前半戦とは違う景色、違う課題が見えてくる中で、「後半戦はどう生きていこう?」と考えるのは私だけじゃないはず。

人生の後半という長い時間を、どのように充実させていくのか。今回は、そんな普遍的なテーマを描いた、ある物語をご紹介したいと思います。

それは、内館牧子氏の「終わった人」。映画化にもなったこの作品。

私は、まずはDVDから観て、その後、原作も読んでしまいました。

読み進めるうちに、ぐいぐいと引き込まれていく感覚。

内館さんの描く作品って、なかなか表には出しにくい人の本音や、自分でも気づかないような思いまでも言語化してくれて、「ああ、わかる!」と思わずうなづきたくなるような、そんな心の揺れが絶妙に描かれているんですよね~。

映画もよかったんですが、やっぱり原作はその何倍も深くて、登場人物の感情のゆらぎがページごとに伝わってくる感じでした。

 少々ネタバレを含みますが、この作品を通して感じた、ちょっと個人的で、それでいてどこか普遍的な感情の動きについて綴ります。

のの
のの

あなた自身の人生と重なる部分があるかもしれませんよ。知らんけど(笑)

定年後の迷いは他人事じゃない、普遍的な心の叫び

「終わった人」のあらすじを簡単に言うと 

この物語の主人公は、定年退職を迎えた男性。
東大を出て一流企業に勤めた、いわゆるエリートコースを歩んできた男性です。
でも、50代過ぎに出向を命じられ、そこから徐々に“第一線”からは外れていきます。巻き返しを図ろうと努力するも報われず、結果、転籍ということになり、そこで定年を迎えるんです。

仕事一筋で生きてきた主人公には、趣味もなければ、友人もいない。
定年後のあまりにも長い時間に、彼は戸惑い、自分が一体何をして生きていけばいいのか・・・
そんな問いに、もがきながら生きる姿が描かれていました。

物語は他人事じゃなく、考えさせられることがたくさんあったんですよね。
仕事、仲間、家族、夫婦、生きがい、ふるさと、そして人間の弱さや見栄といったものまで。

そして、読み進めるうちに、私は思いました。

のの
のの

これって定年を迎える男性だけの話じゃないな

たとえば、子育てや介護がひと段落したときの空虚感。
今まで何かに打ち込んできた人が、ふと立ち止まったとき、「私はこれから何をしたらいいんだろう?」と立ちすくむあの感じ。
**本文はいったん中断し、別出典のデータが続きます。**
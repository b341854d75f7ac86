//! Trade records for two-legged arbitrage executions.
//!
//! A [`TradeRecord`] is created `Pending` and moves exactly once to one
//! of three terminal states:
//!
//! - **Completed**: both legs filled, realized P&L is known.
//! - **Partial**: the buy leg filled but the sell leg did not; unhedged
//!   inventory now exists on the buy venue and is not resolved here.
//! - **Failed**: the buy leg did not fill; no position was opened.
//!
//! Transitions are one-way. A terminal record is never reopened.

use chrono::{DateTime, Utc};
use rust_decimal::Decimal;
use uuid::Uuid;

use crate::error::ExecutionError;

use super::ids::{Instrument, VenueId};
use super::money::{Price, Quantity};
use super::opportunity::Opportunity;

/// Terminal and in-flight states of a trade.
#[derive(Debug, Clone, Copy, PartialEq, Eq)]
pub enum TradeStatus {
    Pending,
    Completed,
    Partial,
    Failed,
}

impl TradeStatus {
    pub fn as_str(&self) -> &'static str {
        match self {
            Self::Pending => "pending",
            Self::Completed => "completed",
            Self::Partial => "partial",
            Self::Failed => "failed",
        }
    }

    pub fn is_terminal(&self) -> bool {
        !matches!(self, Self::Pending)
    }
}

impl std::fmt::Display for TradeStatus {
    fn fmt(&self, f: &mut std::fmt::Formatter<'_>) -> std::fmt::Result {
        f.write_str(self.as_str())
    }
}

/// A successfully executed leg with the venue's reported fill.
#[derive(Debug, Clone)]
pub struct LegFill {
    pub venue: VenueId,
    pub order_id: String,
    pub average_price: Price,
    pub filled_quantity: Quantity,
}

/// Outcome of executing one two-legged arbitrage trade.
#[derive(Debug, Clone)]
pub struct TradeRecord {
    id: Uuid,
    created_at: DateTime<Utc>,
    instrument: Instrument,
    quantity: Quantity,
    buy_venue: VenueId,
    sell_venue: VenueId,
    buy_leg: Option<LegFill>,
    sell_leg: Option<LegFill>,
    status: TradeStatus,
    error: Option<ExecutionError>,
}

impl TradeRecord {
    /// Open a pending record for an opportunity about to be executed.
    pub fn pending(opportunity: &Opportunity, quantity: Quantity) -> Self {
        Self {
            id: Uuid::new_v4(),
            created_at: Utc::now(),
            instrument: opportunity.instrument().clone(),
            quantity,
            buy_venue: opportunity.buy_venue().clone(),
            sell_venue: opportunity.sell_venue().clone(),
            buy_leg: None,
            sell_leg: None,
            status: TradeStatus::Pending,
            error: None,
        }
    }

    /// Record the buy fill. Valid only while pending.
    pub fn record_buy_fill(&mut self, fill: LegFill) {
        debug_assert_eq!(self.status, TradeStatus::Pending);
        self.buy_leg = Some(fill);
    }

    /// Terminal: both legs filled.
    pub fn complete(&mut self, sell_fill: LegFill) {
        debug_assert_eq!(self.status, TradeStatus::Pending);
        debug_assert!(self.buy_leg.is_some());
        self.sell_leg = Some(sell_fill);
        self.status = TradeStatus::Completed;
    }

    /// Terminal: buy filled, sell did not. Leaves unhedged inventory.
    pub fn mark_partial(&mut self, error: ExecutionError) {
        debug_assert_eq!(self.status, TradeStatus::Pending);
        debug_assert!(self.buy_leg.is_some());
        self.status = TradeStatus::Partial;
        self.error = Some(error);
    }

    /// Terminal: the buy leg never filled.
    pub fn fail(&mut self, error: ExecutionError) {
        debug_assert_eq!(self.status, TradeStatus::Pending);
        self.status = TradeStatus::Failed;
        self.error = Some(error);
    }

    pub fn id(&self) -> Uuid {
        self.id
    }

    pub fn created_at(&self) -> DateTime<Utc> {
        self.created_at
    }

    pub fn instrument(&self) -> &Instrument {
        &self.instrument
    }

    pub fn quantity(&self) -> Quantity {
        self.quantity
    }

    pub fn buy_venue(&self) -> &VenueId {
        &self.buy_venue
    }

    pub fn sell_venue(&self) -> &VenueId {
        &self.sell_venue
    }

    pub fn buy_leg(&self) -> Option<&LegFill> {
        self.buy_leg.as_ref()
    }

    pub fn sell_leg(&self) -> Option<&LegFill> {
        self.sell_leg.as_ref()
    }

    pub fn status(&self) -> TradeStatus {
        self.status
    }

    pub fn error(&self) -> Option<&ExecutionError> {
        self.error.as_ref()
    }

    /// Realized P&L from the venues' reported average fill prices.
    ///
    /// Zero for anything but a completed trade: a partial fill is
    /// unrealized exposure, not a loss.
    pub fn realized_pnl(&self) -> Decimal {
        match (&self.status, &self.buy_leg, &self.sell_leg) {
            (TradeStatus::Completed, Some(buy), Some(sell)) => {
                sell.average_price * self.quantity - buy.average_price * self.quantity
            }
            _ => Decimal::ZERO,
        }
    }

    /// True for outcomes that count toward the failure streak.
    pub fn is_failure(&self) -> bool {
        matches!(self.status, TradeStatus::Partial | TradeStatus::Failed)
    }
}

#[cfg(test)]
mod tests {
    use super::*;
    use crate::error::GatewayError;
    use rust_decimal_macros::dec;

    fn opportunity() -> Opportunity {
        Opportunity::new(
            Instrument::from("BTC/USDT"),
            VenueId::from("binance"),
            VenueId::from("kucoin"),
            dec!(100),
            dec!(101),
            dec!(0.8),
        )
    }

    fn fill(venue: &str, price: Decimal) -> LegFill {
        LegFill {
            venue: VenueId::from(venue),
            order_id: "order-1".to_string(),
            average_price: price,
            filled_quantity: dec!(1),
        }
    }

    #[test]
    fn pending_record_has_no_legs() {
        let record = TradeRecord::pending(&opportunity(), dec!(1));
        assert_eq!(record.status(), TradeStatus::Pending);
        assert!(record.buy_leg().is_none());
        assert!(record.sell_leg().is_none());
        assert!(!record.status().is_terminal());
    }

    #[test]
    fn completed_trade_realizes_pnl() {
        let mut record = TradeRecord::pending(&opportunity(), dec!(2));
        record.record_buy_fill(fill("binance", dec!(100)));
        record.complete(fill("kucoin", dec!(101)));

        assert_eq!(record.status(), TradeStatus::Completed);
        assert_eq!(record.realized_pnl(), dec!(2));
        assert!(!record.is_failure());
    }

    #[test]
    fn partial_trade_has_zero_pnl() {
        let mut record = TradeRecord::pending(&opportunity(), dec!(1));
        record.record_buy_fill(fill("binance", dec!(100)));
        record.mark_partial(ExecutionError::SellLeg {
            venue: VenueId::from("kucoin"),
            source: GatewayError::OrderRejected("insufficient balance".into()),
        });

        assert_eq!(record.status(), TradeStatus::Partial);
        assert_eq!(record.realized_pnl(), Decimal::ZERO);
        assert!(record.is_failure());
        assert!(record.buy_leg().is_some());
        assert!(record.sell_leg().is_none());
    }

    #[test]
    fn failed_trade_has_no_legs_and_zero_pnl() {
        let mut record = TradeRecord::pending(&opportunity(), dec!(1));
        record.fail(ExecutionError::BuyLeg {
            venue: VenueId::from("binance"),
            source: GatewayError::Request("connection refused".into()),
        });

        assert_eq!(record.status(), TradeStatus::Failed);
        assert_eq!(record.realized_pnl(), Decimal::ZERO);
        assert!(record.is_failure());
        assert!(record.error().is_some());
    }

    #[test]
    fn status_display() {
        assert_eq!(TradeStatus::Partial.to_string(), "partial");
        assert_eq!(TradeStatus::Completed.to_string(), "completed");
    }
}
空の巣症候群や、燃え尽きたような感覚。

そういうのも、きっと同じなんだおうな~と思ったんですよ。

内館牧子さんの「あとがき」が刺さる──「横一列」という問い

そして「あとがき」に、内館さんがこの作品を書こうと思ったきっかけが綴られていたんです。

友人、知人、そしてご自身も還暦を迎え、クラス会やOB会など数々の会合が開かれるようになって、そこに出席したとき、こう思ったんだそうです。

若い頃に、秀才であろうとなかろうと、美人であろうとなかろうと、一流企業に勤務しようとしまいと、人間の着地点って大差ないのね・・・と。

のの
のの

内館さんらしい視点だわ~と思いましたよ。

つまり、どんなに華々しい経歴があったとしても、社会の第一線を退き、世の中から「終わった人」と見なされた瞬間、そこに順位なんてなくなり、横一列となる。

のの
のの

仕事ができて評価された人ほど、「横一列」は受け入れられないかもね。

だから、「趣味があるから」「孫との時間が楽しみだから」と声高に言うことで、なんとか自分の存在を保っているのではないか──と。

どうです?なんかわかる気がしません?(笑)

のの
のの

で、内館さんは、こう問いかけるんです。

ならば何のためにガリ勉し、あがき、上を目指したのか。
もしも最後は横一列とわかっていたなら、果たしてそう生きたか。

人の生き方に“大差”なんてあるの?内館牧子の問いと、私の答え

この「あとがき」を読みながら、私はこう思ったんですよね。

のの
のの

「着地点が大差ない」んじゃなくて、
そもそも人の“生き方そのもの”が、大差ないんじゃないかって。

誰もが、自分を活かしたいと願い、自分の居場所を探しながら、時に楽しみ、時にもがきながら、喜んだり、落ち込んだりしながら生きてる。その中で見栄を張ることも、嫉妬することだってあるでしょう。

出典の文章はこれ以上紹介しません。